Frequently asked questions

  1. How much does a Class 3 voluntary NI contribution cost in 2026/27?

    Class 3 NI is £18.40 per week for 2026/27, which is £957 for a full tax year (52 weeks). The rate has risen annually with inflation - 2023/24 and 2024/25 were £17.45 (2025/26: £17.75), and the 2026/27 rate is set by Order each tax year.

  2. Is Class 3 worth paying? What's the ROI?

    Each full year of NI contribution adds 1/35th of the full new State Pension to your eventual weekly payment. Full new State Pension 2026/27 is £241.30/week. So one Class 3 year buys 1/35 × £241.30 × 52 = £359/year of indexed State Pension for life from State Pension Age. Cost £957, return £359/year - payback period under 3 years. One of the best investment returns available to UK workers.

  3. Who is eligible to pay Class 3 voluntary NI?

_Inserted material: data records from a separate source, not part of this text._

//! Query strings for the table-as-resource REST surface.
//!
//! Only the grammar the backend understands is produced: `select=*`,
//! `<column>=eq.<value>`, `order=<column>.desc` and `limit=<n>`.
//! Parameters keep the order in which they were added.

use std::fmt;

#[derive(Debug, Clone, Copy, PartialEq, Eq, Hash)]
/// Tables exposed by the backend.
pub enum Resource {
    /// `bins`
    Bins,
    /// `zones`
    Zones,
    /// `routes`
    Routes,
    /// `route_pickups`
    RoutePickups,
    /// `devices`
    Devices,
    /// `complaints`
    Complaints,
    /// `maint_tickets`
    MaintTickets,
}

impl Resource {
    /// Every table, in selector order.
    pub const ALL: [Resource; 7] = [
        Resource::Bins,
        Resource::Zones,
        Resource::Routes,
        Resource::RoutePickups,
        Resource::Devices,
        Resource::Complaints,
        Resource::MaintTickets,
    ];

    /// Table name as used in the URL path.
    #[must_use]
    pub fn as_str(self) -> &'static str {
        match self {
            Resource::Bins => "bins",
            Resource::Zones => "zones",
            Resource::Routes => "routes",
            Resource::RoutePickups => "route_pickups",
            Resource::Devices => "devices",
            Resource::Complaints => "complaints",
            Resource::MaintTickets => "maint_tickets",
        }
    }
}

impl fmt::Display for Resource {
    fn fmt(&self, formatter: &mut fmt::Formatter<'_>) -> fmt::Result {
        formatter.write_str(self.as_str())
    }
}

#[derive(Debug, Clone, PartialEq, Eq)]
/// Read request against one table.
pub struct Query {
    resource: Resource,
    params: Vec<String>,
}

impl Query {
    /// `select=*` over the given table.
    #[must_use]
    pub fn select_all(resource: Resource) -> Self {
        Self {
            resource,
            params: vec!["select=*".to_owned()],
        }
    }

    /// Add a `<column>=eq.<value>` filter.
    #[must_use]
    pub fn eq(mut self, column: &str, value: impl fmt::Display) -> Self {
        self.params.push(format!("{column}=eq.{value}"));
        self
    }

    /// Add an `order=<column>.desc` clause, newest rows first.
    #[must_use]
    pub fn latest_first(mut self, column: &str) -> Self {
        self.params.push(format!("order={column}.desc"));
        self
    }

    /// Add a `limit=<n>` cap.
    #[must_use]
    pub fn limit(mut self, rows: usize) -> Self {
        self.params.push(format!("limit={rows}"));
        self
    }

    /// Table the query reads from.
    #[must_use]
    pub fn resource(&self) -> Resource {
        self.resource
    }

    /// Resource path with its query string, e.g. `bins?select=*`.
    #[must_use]
    pub fn path_and_query(&self) -> String {
        format!("{}?{}", self.resource, self.params.join("&"))
    }
}

impl fmt::Display for Query {
    fn fmt(&self, formatter: &mut fmt::Formatter<'_>) -> fmt::Result {
        formatter.write_str(&self.path_and_query())
    }
}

    Anyone aged 16 or over who is below State Pension Age and has gaps in their NI record. Typical situations: years living abroad, years out of work without claiming benefits, years with low self-employed profit, years before age 16, years studying past 18 without NI credits, or unpaid carer periods that did not qualify for Carer's Credit.

  4. What's the deadline to top up old NI years?

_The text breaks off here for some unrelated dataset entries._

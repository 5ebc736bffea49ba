// 该文件是 Yebing （叶病识别） 项目的一部分。
// src/model/labels.rs - 标签表
//
// 本文件根据 Apache 许可证第 2.0 版（以下简称“许可证”）授权使用；
// 除非遵守该许可证条款，否则您不得使用本文件。
// 您可通过以下网址获取许可证副本：
// http://www.apache.org/licenses/LICENSE-2.0
// 除非适用法律要求或书面同意，根据本许可协议分发的软件均按“原样”提供，
// 不附带任何形式的明示或暗示的保证或条件。
// 有关许可权限与限制的具体条款，请参阅本许可协议。
//
// Copyright (C) 2026 Johann Li <me@qinka.pro>, Wareless Group

use std::path::Path;

use thiserror::Error;
use tracing::debug;

#[derive(Error, Debug)]
pub enum LabelError {
  #[error("标签文件不存在: {0}")]
  NotFound(String),
  #[error("读取标签文件 {path} 失败: {source}")]
  Io {
    path: String,
    #[source]
    source: std::io::Error,
  },
}

/// 与模型输出按索引对齐的标签表，加载后不可变
#[derive(Debug, Clone, PartialEq, Eq, Default)]
pub struct LabelList {
  labels: Box<[String]>,
}

impl LabelList {
  /// 每行一个标签，去除首尾空白后丢弃空行
  pub fn parse(text: &str) -> Self {
    let labels = text
      .lines()
      .map(str::trim)
      .filter(|line| !line.is_empty())
      .map(str::to_string)
      .collect::<Vec<_>>();
    Self {
      labels: labels.into_boxed_slice(),
    }
  }

  pub fn load(path: &Path) -> Result<Self, LabelError> {
    let text = std::fs::read_to_string(path).map_err(|source| {
      if source.kind() == std::io::ErrorKind::NotFound {
        LabelError::NotFound(path.display().to_string())
      } else {
        LabelError::Io {
          path: path.display().to_string(),
          source,
        }
      }
    })?;
    let labels = Self::parse(&text);
    debug!("从 {} 加载 {} 个标签", path.display(), labels.len());
    Ok(labels)
  }

  pub fn get(&self, index: usize) -> Option<&str> {
    self.labels.get(index).map(String::as_str)
  }

  pub fn as_slice(&self) -> &[String] {
    &self.labels
  }

  pub fn len(&self) -> usize {
    self.labels.len()
  }

  pub fn is_empty(&self) -> bool {
    self.labels.is_empty()
  }
}

impl FromIterator<String> for LabelList {
  fn from_iter<I: IntoIterator<Item = String>>(iter: I) -> Self {
    Self {
      labels: iter.into_iter().collect(),
    }
  }
}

    Normally Class 3 can be paid for the current tax year and the previous 6 tax years. From April 2025 onwards the standard rule is reinstated - you can pay for the current year (2026/27) plus the 6 preceding years (back to 2020/21). The extended window that allowed catch-up to 2006/07 closed on 5 April 2025. Always check gov.uk/voluntary-national-insurance-contributions for current rules.

  5. How do I check my National Insurance record?

    Go to gov.uk/check-national-insurance-record and sign in with Government Gateway. Your NI record shows: years that count toward State Pension, year-by-year shortfalls, your current State Pension forecast, and which years are eligible for Class 3 top-up. The check is free and takes 2 minutes.

  6. Class 3 vs Class 2 - which should I pay?

    Class 2 is for self-employed people with profits below £7,105 (the Small Profits Threshold). Class 2 voluntary contributions for 2026/27 are £3.65/week (£189.80/year) - much cheaper than Class 3's £18.40/week. Pay Class 2 if you're self-employed and below SPT. Pay Class 3 if you're employed with NI gaps, between jobs, abroad, or otherwise ineligible for Class 2.

  7. Can I get a refund if I overpay?

    Sometimes. If you pay Class 3 for a year that turns out to already be a full qualifying year (e.g. through statutory credits you didn't know about), HMRC refunds the over-payment. You can also request a refund if you pay Class 3 then later discover the year wouldn't add to your State Pension entitlement (e.g. you've already reached the 35-year maximum).

  8. How long do I need to wait to see the State Pension increase?

    The Class 3 payment updates your NI record within 4-6 weeks. The State Pension increase materialises at State Pension Age - whenever that is for you (currently 66, rising to 67 by 2028 and 68 by 2046). If you're already drawing State Pension and paying Class 3 retrospectively, the increase typically takes effect from the next payment cycle (4-weekly).

  9. Does the spouse rule still work?

    Class 3A "spouse top-up" was a specific time-limited scheme that closed in 2017. Modern Class 3 contributions are individual only - you cannot transfer State Pension entitlement to a spouse. The married woman's 60% State Pension rule was largely phased out for those reaching SPA after April 2016. Plan State Pension entitlement individually.

  10. Should I pay Class 3 if I have a workplace pension?

    Yes - they're separate. State Pension is paid by the Government based on NI contributions. Workplace pension is your private/employer scheme. Both contribute to retirement income. The State Pension top-up via Class 3 is unaffected by your workplace pension and gives the best return-on-cost of any UK retirement investment under £20,000 of total contributions.